PROST: A quantitative pattern recognition framework for spatial transcriptomics.
MIT License
5 stars 1 forks source link

Scalability on large datasets #4

Closed rocketeer1998 closed 1 week ago

rocketeer1998 commented 1 month ago

Hi @Sicrve11 , thanks for your contribution to PROST! Now I've successfully tested PROST on my data. But I'm stuck on analyzing large dataset that contains 50000 cells and 36 genes. Everything went smoothly until PROST.spatial_autocorrelation(adata, k = 10, permutations = None). It threw me an error which said,

Error: MemoryError: Unable to allocate 14.9 GiB for an array with shape (50000 , 50000) and data type float64

I'm working on a Windows10 machine with 64GB RAM. Below is my session info.
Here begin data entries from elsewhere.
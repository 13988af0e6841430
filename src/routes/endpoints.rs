//! The API endpoints URIs.
//!
//! For endpoints that take a parameter, e.g., '/api/expenses/{expense_id}', use [format_endpoint].

/// The route for registering a new user.
pub const REGISTER: &str = "/api/auth/register";
/// The route for logging in a user.
pub const LOG_IN: &str = "/api/auth/login";
/// The route for checking whether a session token is still valid.
pub const VALIDATE_TOKEN: &str = "/api/auth/validate";
/// The route for changing the current user's password.
pub const CHANGE_PASSWORD: &str = "/api/auth/password";
/// The route for the client to log out the current user.
pub const LOG_OUT: &str = "/api/auth/logout";
/// The route to list and create expenses.
pub const EXPENSES: &str = "/api/expenses";
/// The route to get, update and delete a single expense.
pub const EXPENSE: &str = "/api/expenses/{expense_id}";
/// The route for the summary of all of the user's expenses.
pub const EXPENSE_SUMMARY: &str = "/api/expenses/summary";
/// The route for the categories the user has used.
pub const EXPENSE_CATEGORIES: &str = "/api/expenses/categories";
/// The route to download expenses as a CSV file.
pub const EXPORT_CSV: &str = "/api/expenses/export/csv";
/// The route to set the user's budget.
pub const BUDGET: &str = "/api/users/budget";
/// The route for the total spent in each month.
pub const MONTHLY_SUMMARY: &str = "/api/reports/monthly-summary";
/// The route for the total spent per category in one month.
pub const MONTHLY_CATEGORY_SUMMARY: &str = "/api/reports/monthly-category-summary";
/// The route for the total spent per category over all time.
pub const CATEGORY_TOTALS: &str = "/api/reports/category-totals";
/// The route for the total spent per payment method.
pub const PAYMENT_METHOD_TOTALS: &str = "/api/reports/payment-method-totals";
/// The route for the sums of the cash and UPI buckets.
pub const CASH_UPI_TOTALS: &str = "/api/reports/cash-upi-totals";
/// The route for every report in one response.
pub const DASHBOARD: &str = "/api/reports/dashboard";

/// Replace the first parameter in `endpoint_path` with `id`.
///
/// Paths without a parameter are returned unchanged.
pub fn format_endpoint(endpoint_path: &str, id: i64) -> String {
    let Some(param_start) = endpoint_path.find('{') else {
        return endpoint_path.to_owned();
    };

    let param_end = endpoint_path[param_start..]
        .find('}')
        .map_or(endpoint_path.len(), |offset| param_start + offset + 1);

    format!(
        "{}{}{}",
        &endpoint_path[..param_start],
        id,
        &endpoint_path[param_end..]
    )
}

#[cfg(test)]
mod tests {
    use axum::http::Uri;

    use super::{EXPENSE, EXPENSES, format_endpoint};

    #[test]
    fn formats_parameter() {
        let got = format_endpoint(EXPENSE, 42);

        assert_eq!(got, "/api/expenses/42");
        assert!(got.parse::<Uri>().is_ok());
    }

    #[test]
    fn leaves_plain_path_unchanged() {
        assert_eq!(format_endpoint(EXPENSES, 42), EXPENSES);
    }

    #[test]
    fn formats_parameter_in_middle() {
        assert_eq!(format_endpoint("/a/{id}/b", 7), "/a/7/b");
    }
}
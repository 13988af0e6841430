//! Password strength checks and bcrypt hashing.
//!
//! A raw password only becomes a [ValidatedPassword] once zxcvbn rates it as
//! hard to guess, and only a [ValidatedPassword] can be hashed into a
//! [PasswordHash].

use std::fmt::Display;

use bcrypt::{hash, verify};
use zxcvbn::{Score, feedback::Feedback, zxcvbn};

use crate::Error;

/// A password that has been checked for strength, but not yet hashed.
#[derive(Debug, Clone, PartialEq)]
pub struct ValidatedPassword(String);

impl ValidatedPassword {
    /// Check that `raw_password` is hard to guess.
    ///
    /// `user_inputs` are strings the password should not be built from, such
    /// as the username and email.
    ///
    /// # Errors
    ///
    /// Returns [Error::TooWeak] with zxcvbn's advice on making the password
    /// stronger if it scores below three.
    pub fn new(raw_password: &str, user_inputs: &[&str]) -> Result<Self, Error> {
        let analysis = zxcvbn(raw_password, user_inputs);

        match analysis.score() {
            Score::Three | Score::Four => Ok(Self(raw_password.to_owned())),
            _ => Err(Error::TooWeak(
                analysis
                    .feedback()
                    .unwrap_or(&Feedback::default())
                    .to_string(),
            )),
        }
    }

    /// Wrap `raw_password` without checking its strength.
    ///
    /// Only used where the strength was checked elsewhere, e.g. the
    /// interactive password reset tool and tests.
    pub fn new_unchecked(raw_password: &str) -> Self {
        Self(raw_password.to_owned())
    }
}

impl Display for ValidatedPassword {
    fn fmt(&self, f: &mut std::fmt::Formatter<'_>) -> std::fmt::Result {
        write!(f, "********")
    }
}

/// A salted bcrypt hash of a password.
#[derive(Debug, Clone, PartialEq)]
pub struct PasswordHash(String);

impl PasswordHash {
    /// An alias for the default encryption cost for hashing passwords.
    pub const DEFAULT_COST: u32 = bcrypt::DEFAULT_COST;

    /// Hash `password` with the bcrypt `cost`.
    ///
    /// Pass in [PasswordHash::DEFAULT_COST] outside of tests.
    ///
    /// # Errors
    ///
    /// Returns [Error::HashingError] if bcrypt fails, e.g. for an out of range cost.
    pub fn new(password: ValidatedPassword, cost: u32) -> Result<Self, Error> {
        hash(&password.0, cost)
            .map(Self)
            .map_err(|error| Error::HashingError(error.to_string()))
    }

    /// Wrap a hash read back from the database.
    pub fn new_unchecked(raw_password_hash: &str) -> Self {
        Self(raw_password_hash.to_owned())
    }

    /// Check the strength of `raw_password` and hash it.
    ///
    /// # Errors
    ///
    /// Returns [Error::TooWeak] or [Error::HashingError], see
    /// [ValidatedPassword::new] and [PasswordHash::new].
    pub fn from_raw_password(
        raw_password: &str,
        user_inputs: &[&str],
        cost: u32,
    ) -> Result<Self, Error> {
        let validated_password = ValidatedPassword::new(raw_password, user_inputs)?;
        PasswordHash::new(validated_password, cost)
    }

    /// Check that `raw_password` matches this hash.
    ///
    /// # Errors
    ///
    /// Returns [Error::HashingError] if the stored hash is malformed.
    pub fn verify(&self, raw_password: &str) -> Result<bool, Error> {
        verify(raw_password, &self.0).map_err(|error| Error::HashingError(error.to_string()))
    }

    /// The hash in its stored form.
    pub fn as_str(&self) -> &str {
        &self.0
    }
}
Do you have any ideas to get the hypothesis statistics for large dataset? image

Sicrve11 commented 1 month ago

Thanks for your interest in PROST! For the problems encountered with the function spatial_autocorrelation, you could try saving the PI results and running the function separately in a new python, and also set a relatively small number for permutation test, e.g. permutations=10, and set multiprocess=False. The usability of the model on large data has to be improved, we are trying to solve this problem. Refer to #issue2 for the cause of this problem. Working in progress...